Medical Personnel Conflicted about Mobile Health Apps and Services

A recent consumer survey conducted by the Economist Intelligence Unit found consumers more convinced of the value of mobile health technologies than health providers.

Roughly half of consumers predict that within the next three years, mobile health will improve the convenience (46 percent), cost (52 percent) and quality (48 percent) of their healthcare.

But 60 percent of consumers said they believe doctors are not as interested in mobile health as patients and technology companies are, PwC reports.

About 64 percent of doctors and payers said that mobile health business models are unproven. And some would say that apparent consumer interest does not translate well into actual sustained usage. The study found that more than 66 percent of consumer respondents who have used mobile wellness or fitness applications with manual data entry discontinued it after the first six months.

Some 13 percent of physicians actually discourage use of mobile health apps. Also, some 42 percent of doctors worry that mobile health options will make patients “too independent.”

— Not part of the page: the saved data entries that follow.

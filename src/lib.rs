//! A tiny, embeddable line-oriented command interpreter.
//!
//! The host program registers named commands as closures, then hands the
//! interpreter a line-based input stream. Each line is split into a command name
//! and arguments ([`Expression`]), the command is looked up in the registry, and
//! its callback runs with the arguments and an output sink. Arguments are kept as
//! raw text ([`Value`]) and converted to the type a command asks for on demand.
//!
//! Malformed input only ever affects its own line: unknown commands print the
//! `help` listing, failing commands are reported and the loop moves on.

mod builtin;
pub mod command;
pub mod config;
pub mod env;
pub mod io_adapters;
mod interpreter;
pub mod lexer;
pub mod parser;
pub mod value;

/// Just a convenient re-export of the interactive command runner.
///
/// See [`Interpreter`] for the high-level API and examples.
pub use interpreter::Interpreter;

pub use config::InterpreterConfig;
pub use env::Session;
pub use lexer::Expression;
pub use parser::ParseError;
pub use value::{FromValue, Value};
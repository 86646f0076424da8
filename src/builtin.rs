use crate::command::CommandRegistry;
use crate::value::Value;
use std::io::{self, Write};

/// Width of the name column in the command listing.
const NAME_WIDTH: usize = 10;

/// The built-in `help` command.
///
/// Without arguments lists every command with its description. With arguments,
/// describes the command named by the first one.
pub(crate) fn help(registry: &CommandRegistry<'_>, args: &[Value], out: &mut dyn Write) -> io::Result<()> {
    let Some(topic) = args.first() else {
        writeln!(out, "Available functions:")?;
        for (name, help) in registry.iter() {
            writeln!(out, "{name:<NAME_WIDTH$}{help}")?;
        }
        return Ok(());
    };

    match registry.help_text(topic.as_str()) {
        Some("") => writeln!(out, "no help available"),
        Some(help) => writeln!(out, "{help}"),
        None => writeln!(out, "not a command"),
    }
}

Also, it appears that mobile heatth might actually reduce patient visits, which has negative revenue implications for health professionals.

Among consumers who already are using mHealth services, 59 percent said they have replaced some visits to doctors or nurses. Also, although more convenient access to their doctor or healthcare provider is seen as a mobile health advantage by 46 percent of respondents, some 43 percent believe it w2ill reduce out-of-pocket healthcare costs. That means less revenue for health professionals.